═══ Records provided ═══

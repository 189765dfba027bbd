//! Variant - the typed payload stored under one key.
//!
//! A variant is a dense matrix or a list of per-entity value lists, over
//! one of the five [`PrimitiveType`]s. The primitive is carried by the enum
//! tag and the shape by [`Payload`], so every combination is matched
//! exhaustively and code that works on values is written once, generic over
//! [`VariantElement`].

use std::fmt;

use crate::ply::{length_type_for, ListCursor, ScalarType};
use crate::util::{Error, Matrix, Primitive, PrimitiveType, Result};

/// Items reserved up front for one decoded inner list.
const LIST_RESERVE_LIMIT: usize = 4096;

/// Storage shape of a variant.
#[derive(Clone, Copy, Debug, PartialEq, Eq, Hash)]
pub enum Shape {
    /// Dense `rows x cols` matrix
    Matrix,
    /// One variable-length list per entity
    List,
}

/// Primitive type plus shape: the full type tag of a variant.
#[derive(Clone, Copy, Debug, PartialEq, Eq, Hash)]
pub struct VariantType {
    pub primitive: PrimitiveType,
    pub shape: Shape,
}

impl fmt::Display for VariantType {
    fn fmt(&self, f: &mut fmt::Formatter<'_>) -> fmt::Result {
        match self.shape {
            Shape::Matrix => write!(f, "{} matrix", self.primitive),
            Shape::List => write!(f, "{} list", self.primitive),
        }
    }
}

/// Payload of one primitive type.
#[derive(Clone, Debug, PartialEq)]
pub enum Payload<T> {
    Matrix(Matrix<T>),
    List(Vec<Vec<T>>),
}

impl<T: Primitive> Payload<T> {
    #[inline]
    pub fn shape(&self) -> Shape {
        match self {
            Self::Matrix(_) => Shape::Matrix,
            Self::List(_) => Shape::List,
        }
    }

    /// Number of entities: matrix columns or outer list length.
    pub fn instances(&self) -> usize {
        match self {
            Self::Matrix(m) => m.cols(),
            Self::List(l) => l.len(),
        }
    }

    /// Longest inner list, 0 for matrices.
    pub fn max_list_len(&self) -> usize {
        match self {
            Self::Matrix(_) => 0,
            Self::List(l) => l.iter().map(Vec::len).max().unwrap_or(0),
        }
    }

    /// Length-prefix type used when this list is encoded.
    pub fn list_length_type(&self) -> Option<ScalarType> {
        match self {
            Self::Matrix(_) => None,
            Self::List(_) => Some(length_type_for(self.max_list_len())),
        }
    }

    /// Bytes this payload occupies in a binary body.
    pub fn byte_size(&self) -> usize {
        match self {
            Self::Matrix(m) => m.len() * T::SIZE,
            Self::List(l) => {
                let prefix = length_type_for(self.max_list_len()).num_bytes();
                l.iter().map(|inner| inner.len() * T::SIZE + prefix).sum()
            }
        }
    }

    /// Store one decoded value at a matrix cell or list slot.
    pub(crate) fn store_value(
        &mut self,
        row: usize,
        instance: usize,
        list: Option<ListCursor>,
        value: f64,
    ) -> Result<()> {
        match (self, list) {
            (Self::Matrix(m), None) => {
                if !m.set(row, instance, T::from_f64(value)) {
                    return Err(Error::backend(format!(
                        "cell ({row}, {instance}) outside {}x{} matrix",
                        m.rows(),
                        m.cols()
                    )));
                }
            }
            (Self::List(l), Some(cursor)) => {
                let slot = l
                    .get_mut(instance)
                    .ok_or_else(|| Error::backend(format!("list instance {instance} out of range")))?;
                match cursor.index {
                    // The declared length is untrusted; items grow the slot as they arrive.
                    None => {
                        slot.clear();
                        slot.try_reserve(cursor.length.min(LIST_RESERVE_LIMIT))
                            .map_err(|e| Error::backend(format!("list instance {instance}: {e}")))?;
                    }
                    Some(i) if i == slot.len() && i < cursor.length => {
                        slot.push(T::from_f64(value));
                    }
                    Some(i) => {
                        return Err(Error::backend(format!(
                            "list item {i} out of order (have {} of {})",
                            slot.len(),
                            cursor.length
                        )));
                    }
                }
            }
            (payload, _) => {
                return Err(Error::backend(format!(
                    "{} value delivered to a {:?} payload",
                    if list.is_some() { "list" } else { "scalar" },
                    payload.shape()
                )));
            }
        }
        Ok(())
    }
}

/// Typed value stored under one key.
#[derive(Clone, Debug, PartialEq)]
pub enum Variant {
    U8(Payload<u8>),
    U16(Payload<u16>),
    U32(Payload<u32>),
    F32(Payload<f32>),
    F64(Payload<f64>),
}

/// Run `$body` with `$payload` bound to the typed payload of `$variant`.
macro_rules! dispatch {
    ($variant:expr, $payload:ident => $body:expr) => {
        match $variant {
            $crate::state::Variant::U8($payload) => $body,
            $crate::state::Variant::U16($payload) => $body,
            $crate::state::Variant::U32($payload) => $body,
            $crate::state::Variant::F32($payload) => $body,
            $crate::state::Variant::F64($payload) => $body,
        }
    };
}
pub(crate) use dispatch;

/// Primitive types that map to a [`Variant`] arm.
pub trait VariantElement: Primitive {
    fn wrap(payload: Payload<Self>) -> Variant;
    fn payload(variant: &Variant) -> Option<&Payload<Self>>;
    fn payload_mut(variant: &mut Variant) -> Option<&mut Payload<Self>>;
}

macro_rules! impl_variant_element {
    ($ty:ty, $arm:ident) => {
        impl VariantElement for $ty {
            #[inline]
            fn wrap(payload: Payload<Self>) -> Variant {
                Variant::$arm(payload)
            }

            #[inline]
            fn payload(variant: &Variant) -> Option<&Payload<Self>> {
                match variant {
                    Variant::$arm(p) => Some(p),
                    _ => None,
                }
            }

            #[inline]
            fn payload_mut(variant: &mut Variant) -> Option<&mut Payload<Self>> {
                match variant {
                    Variant::$arm(p) => Some(p),
                    _ => None,
                }
            }
        }
    };
}

impl_variant_element!(u8, U8);
impl_variant_element!(u16, U16);
impl_variant_element!(u32, U32);
impl_variant_element!(f32, F32);
impl_variant_element!(f64, F64);

impl Variant {
    /// Zero-filled matrix of the given type and shape.
    pub fn matrix(ty: PrimitiveType, rows: usize, cols: usize) -> Result<Self> {
        fn make<T: VariantElement>(rows: usize, cols: usize) -> Result<Variant> {
            Ok(T::wrap(Payload::Matrix(Matrix::zeros(rows, cols)?)))
        }
        match ty {
            PrimitiveType::Uint8 => make::<u8>(rows, cols),
            PrimitiveType::Uint16 => make::<u16>(rows, cols),
            PrimitiveType::Uint32 => make::<u32>(rows, cols),
            PrimitiveType::Float32 => make::<f32>(rows, cols),
            PrimitiveType::Float64 => make::<f64>(rows, cols),
        }
    }

    /// List of `count` empty inner lists.
    pub fn list(ty: PrimitiveType, count: usize) -> Result<Self> {
        fn make<T: VariantElement>(count: usize) -> Result<Variant> {
            let mut lists = Vec::new();
            lists
                .try_reserve_exact(count)
                .map_err(|_| Error::backend(format!("list of {count} entries is too large")))?;
            lists.resize_with(count, Vec::new);
            Ok(T::wrap(Payload::List(lists)))
        }
        match ty {
            PrimitiveType::Uint8 => make::<u8>(count),
            PrimitiveType::Uint16 => make::<u16>(count),
            PrimitiveType::Uint32 => make::<u32>(count),
            PrimitiveType::Float32 => make::<f32>(count),
            PrimitiveType::Float64 => make::<f64>(count),
        }
    }

    pub fn primitive(&self) -> PrimitiveType {
        match self {
            Self::U8(_) => PrimitiveType::Uint8,
            Self::U16(_) => PrimitiveType::Uint16,
            Self::U32(_) => PrimitiveType::Uint32,
            Self::F32(_) => PrimitiveType::Float32,
            Self::F64(_) => PrimitiveType::Float64,
        }
    }

    pub fn shape(&self) -> Shape {
        dispatch!(self, p => p.shape())
    }

    /// Full type tag.
    pub fn type_id(&self) -> VariantType {
        VariantType {
            primitive: self.primitive(),
            shape: self.shape(),
        }
    }

    /// Number of entities: matrix columns or outer list length.
    pub fn instances(&self) -> usize {
        dispatch!(self, p => p.instances())
    }

    /// Bytes this variant occupies in a binary body.
    pub fn byte_size(&self) -> usize {
        dispatch!(self, p => p.byte_size())
    }

    /// Length-prefix type the encoder picks for a list variant.
    pub fn list_length_type(&self) -> Option<ScalarType> {
        dispatch!(self, p => p.list_length_type())
    }

    pub fn as_matrix<T: VariantElement>(&self) -> Result<&Matrix<T>> {
        match T::payload(self) {
            Some(Payload::Matrix(m)) => Ok(m),
            _ => Err(mismatch::<T>(Shape::Matrix, self.type_id())),
        }
    }

    pub fn as_matrix_mut<T: VariantElement>(&mut self) -> Result<&mut Matrix<T>> {
        let actual = self.type_id();
        match T::payload_mut(self) {
            Some(Payload::Matrix(m)) => Ok(m),
            _ => Err(mismatch::<T>(Shape::Matrix, actual)),
        }
    }

    pub fn as_list<T: VariantElement>(&self) -> Result<&Vec<Vec<T>>> {
        match T::payload(self) {
            Some(Payload::List(l)) => Ok(l),
            _ => Err(mismatch::<T>(Shape::List, self.type_id())),
        }
    }

    pub fn as_list_mut<T: VariantElement>(&mut self) -> Result<&mut Vec<Vec<T>>> {
        let actual = self.type_id();
        match T::payload_mut(self) {
            Some(Payload::List(l)) => Ok(l),
            _ => Err(mismatch::<T>(Shape::List, actual)),
        }
    }
}

fn mismatch<T: Primitive>(shape: Shape, actual: VariantType) -> Error {
    Error::TypeMismatch {
        expected: VariantType {
            primitive: T::TYPE,
            shape,
        }
        .to_string(),
        actual: actual.to_string(),
    }
}

impl<T: VariantElement> From<Matrix<T>> for Variant {
    fn from(m: Matrix<T>) -> Self {
        T::wrap(Payload::Matrix(m))
    }
}

impl<T: VariantElement> From<Vec<Vec<T>>> for Variant {
    fn from(l: Vec<Vec<T>>) -> Self {
        T::wrap(Payload::List(l))
    }
}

═══

### Action item:
The lines of the records that contain the string "enum" should be located and copied.

### Task response:
//! one of the five [`PrimitiveType`]s. The primitive is carried by the enum
pub enum Shape {
pub enum Payload<T> {
pub enum Variant {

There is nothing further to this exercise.